Later, that Friday, I called the two Mormon sisters and left a message on their voicemail telling them that I wasn’t interested in their faith, that I wasn’t going to their church on Sunday, and that they didn’t need to come see me for any future sessions. When they returned my call, they were surprised and kept asking me and pushing me as to why I didn’t believe, why I couldn’t accept Jesus as my personal savior, why I didn’t believe in original sin, etc. And finally, I just replied, that I couldn’t accept those things because I was Muslim. It was the first time I had really admitted it to myself, much less declared it publicly to anyone else. So, I decided that the time had come for me take my shahada and enter into Islam.

I looked up the English transliteration of the Arabic phrase and meaning of the shahada online, printed it up, and said it, either at the computer or  in my bedroom, with only Allah and the angels as my witnesses. Prior to this, I had been reading about Islam for several months post-9/11 and the essentials of Islam accorded with my fitra (nature). I didn’t know any Muslims except the occasional Muslim cab drivers I met and the random Muslims I met out in the community so for the first two years I mainly learned about Islam from books, online resources, and lectures.

Among the earliest issues I noticed that were often presented as obligatory or highly recommended for a convert was the claim that one should say the shahada in front of two or more witnesses and change one’s name. From my reading, I was quite comfortable in saying that witnesses were not required for the validity of a conversion and I have blogged extensively about the name issue.

Two years later, I was beginning to integrate into the local Muslim community and one day after the Friday prayer, some sisters asked me about my conversion story, and when I mentioned the part about taking my shahada alone sans human witnesses, they were both surprised and expressed concern about the validity of my shahada. They called the masjid and the office admin or perhaps just a brother that happened to answer the phone said that I would have to repeat my shahada asap in front of witnesses. So these two sisters and I went back to the masjid, we prayed asr, found the brother and I took my shahada for the second time, two years after the first one to satisfy my witnesses moreso than to ensure the validity of my shahada, which I had always believed to be valid.
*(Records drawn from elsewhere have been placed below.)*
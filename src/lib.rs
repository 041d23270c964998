//! Streamgate - a proxy for adaptive-bitrate streaming channels
//!
//! Clients request a channel through the proxy; the proxy fetches the
//! origin's manifest or segment files and rewrites manifest references so
//! that every follow-up fetch is routed back through the proxy.

pub mod application;
pub mod config;
pub mod error;
pub mod proxy;
pub mod registry;

pub use application::Application;
pub use error::{Error, Result};

#[cfg(test)]
mod tests {
    use super::*;

    #[tokio::test]
    async fn test_basic_functionality() {
        // Basic smoke test to ensure the library compiles and basic types work
        let result: Result<()> = Ok(());
        assert!(result.is_ok());
    }
}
After my second shahada, we headed to George Mason University to attend my very first AlMaghrib seminar, Conquest: History of the Khulafaa and my life and my perspective of Islam was forever altered for the better.
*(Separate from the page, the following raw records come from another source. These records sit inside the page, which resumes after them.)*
use config::{Config, ConfigError, Environment, File};
use serde::Deserialize;
use std::env;
use std::time::Duration;

use crate::proxy::headers::DEFAULT_USER_AGENT;

#[derive(Debug, Deserialize, Clone)]
pub struct Settings {
    pub application: ApplicationSettings,
    pub upstream: UpstreamSettings,
    pub registry: RegistrySettings,
    pub logging: LoggingSettings,
}

#[derive(Debug, Deserialize, Clone)]
pub struct ApplicationSettings {
    pub host: String,
    pub port: u16,
    pub environment: String,
    /// Externally visible origin (scheme + host) used when rewriting
    /// manifest references. When unset, the origin is derived per-request
    /// from the `x-forwarded-proto` and `Host` headers.
    #[serde(default)]
    pub public_origin: Option<String>,
}

#[derive(Debug, Deserialize, Clone)]
pub struct UpstreamSettings {
    /// Timeout for the response-header phase of an upstream fetch, in
    /// seconds. Body streaming is not bounded by this so long-running
    /// segment downloads are unaffected.
    pub timeout_secs: u64,
    /// User-Agent sent upstream when the client did not provide one.
    pub user_agent: String,
}

#[derive(Debug, Deserialize, Clone)]
pub struct RegistrySettings {
    /// Path to the JSON file the channel registry is loaded from.
    pub channels_file: String,
}

#[derive(Debug, Deserialize, Clone)]
pub struct LoggingSettings {
    pub level: String,
    pub format: String,
}

impl Settings {
    pub fn new() -> Result<Self, ConfigError> {
        let environment = env::var("ENVIRONMENT").unwrap_or_else(|_| "development".to_string());

        let config = Config::builder()
            // Start with default values
            .set_default("application.host", "0.0.0.0")?
            .set_default("application.port", 8080)?
            .set_default("application.environment", environment.clone())?
            .set_default("upstream.timeout_secs", 15)?
            .set_default("upstream.user_agent", DEFAULT_USER_AGENT)?
            .set_default("registry.channels_file", "config/channels.json")?
            .set_default("logging.level", "info")?
            .set_default("logging.format", "json")?
            // Add configuration file if it exists
            .add_source(File::with_name("config/default").required(false))
            .add_source(File::with_name(&format!("config/{}", environment)).required(false))
            .add_source(File::with_name("config/local").required(false))
            // Add environment variables with prefix
            .add_source(Environment::with_prefix("STREAMGATE").separator("__"))
            .build()?;

        config.try_deserialize()
    }

    pub fn bind_addr(&self) -> String {
        format!("{}:{}", self.application.host, self.application.port)
    }

    pub fn upstream_timeout(&self) -> Duration {
        Duration::from_secs(self.upstream.timeout_secs)
    }
}

#[cfg(test)]
mod tests {
    use super::*;

    #[test]
    fn test_settings_can_be_loaded() {
        let settings = Settings::new();
        assert!(settings.is_ok());
    }

    #[test]
    fn test_default_upstream_settings() {
        let settings = Settings::new().unwrap();
        assert!(settings.upstream.timeout_secs > 0);
        assert!(!settings.upstream.user_agent.is_empty());
    }

    #[test]
    fn test_bind_addr_format() {
        let settings = Settings::new().unwrap();
        let addr = settings.bind_addr();
        assert!(addr.contains(':'));
        assert!(addr.ends_with(&settings.application.port.to_string()));
    }
}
Last month, I attended Ilm Week in Toronto and I had the oppurtunity to ask two of the instructors, Shaykh Waleed Basyouni and Dr. Reda Bedeir if my original conversion without human witnesses was valid and both said that it was and that there is no authentic proof to say otherwise, although there may be some benefits to having witnesses but that is a separate issue.

12 Comments

  1. AsSalaamu Alaikum,
    That is ignorance that perpetuates in our community. Allah makes Muslims. Islam while very congregational is still a very individual between you and Allah religion. I’ve been muslim all my life and because my name is not really Abdul At-Tawwaab although I love that name, I hardly get salaams even when I offer first. Alhamdulillah. It is what it is. While I may be blowing your post out of proportion, I will say that this just shows that muslims, we need to really learn our deen and stop group thinking so much without proper knowledge. What you went through shouldn’t have ever happened. I’ve come to realize that while good intentioned, a lot of people not just muslims but a lot people try to give dawah by getting people to feed off of their emotion. So they make a lot of commotion and say a lot in a high strung voice to get people to feel good and assume that their words are right. But people must stay level headed. Ask for proof. Allah (S.W.T) grants us signs so that we can know and be certain, we see this in Qur’an. Who are we to think we shouldn’t show proof, especially when speaking about matters regarding Allah?
    Constantly I have to tell members of my family who question my faith, hey you don’t believe me, there’s the books right here. I feel like Levar Burton. Alhamdulillah. I can’t complain. Allahu Akbar.
    I’m glad what you researched was confirmed by those with knowledge Alhamdulillah.

  2. Wa alaykum salaam wa rahmatullah,

    Ikram: Thanks, I’ve been a Muslim for quite a few years now, alhamdulillah. I actually think there was great benefit in spending a few years learning my deen as much possible before I interacted with too many Muslims as the knowledge I gained served as a protection for me from their harms.

    Abs: Ameen.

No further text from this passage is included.